KELLER—When Muslims defend Christians in Pakistan and Christians speak up for Muslims in the United States, they not only follow the highest ideals of their religions, but also act in their own enlightened self-interest, a Baptist pastor in North Texas and a Catholic priest and a Muslim imam from Pakistan agreed.
“How we treat Muslims here (in the United States) has an impact on Christians in Pakistan and Egypt and other places around the world. We need to learn how to be civil. We need to teach those who are in the majority how to treat those who are in the minority. We want to pull together pastors and imams in different areas. We need to watch out for religious minorities worldwide.”

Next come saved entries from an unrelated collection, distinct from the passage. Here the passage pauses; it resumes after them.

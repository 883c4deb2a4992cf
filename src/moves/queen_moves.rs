use crate::game_state::board::Board;
use crate::game_state::chess_types::Piece;
use crate::moves::move_descriptions::MoveCandidate;
use crate::moves::sliding_moves::{slide_candidates, DIAGONAL_DIRECTIONS, ORTHOGONAL_DIRECTIONS};

/// Union of rook and bishop rays.
pub fn generate_queen_candidates(board: &Board, piece: &Piece, out: &mut Vec<MoveCandidate>) {
    slide_candidates(board, piece, &ORTHOGONAL_DIRECTIONS, out);
    slide_candidates(board, piece, &DIAGONAL_DIRECTIONS, out);
}

#[cfg(test)]
mod tests {
    use super::generate_queen_candidates;
    use crate::game_state::board::Board;
    use crate::game_state::chess_types::{Color, Piece, PieceKind, Position};

    #[test]
    fn queen_on_open_d4_reaches_twenty_seven_squares() {
        let d4 = Position::new(3, 3).expect("d4 is on the board");
        let queen = Piece::new(PieceKind::Queen, Color::White, d4);
        let board = Board::from_pieces([queen]);
        let mut out = Vec::new();
        generate_queen_candidates(&board, &queen, &mut out);
        assert_eq!(out.len(), 27);
    }
}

Abdul-Khabir Azad, the grand imam of the 350-year-old Badshahi Mosque in Lahore, Pakistan, and James Channan, regional coordinator of the United Religions Initiative-Pakistan, agreed.
In June, Roberts helped facilitate a meeting of 10 Pakistani Christian leaders and 10 imams from Pakistan at the Doha Interfaith Center in Qatar. Now, Azad and Channan want to use that model in their homeland, fostering dialogue and nurturing relationships between religious leaders at the grassroots level.
“We want to heal wounds and build bridges,” said Channan, a Roman Catholic priest and director of the Peace Center of the Dominican Order in Pakistan. The author ofPath of Love: A Call for Interfaith Harmony, he recently received the Global Ambassador of Peace Award from the Institute of International Social Development at the United Nations.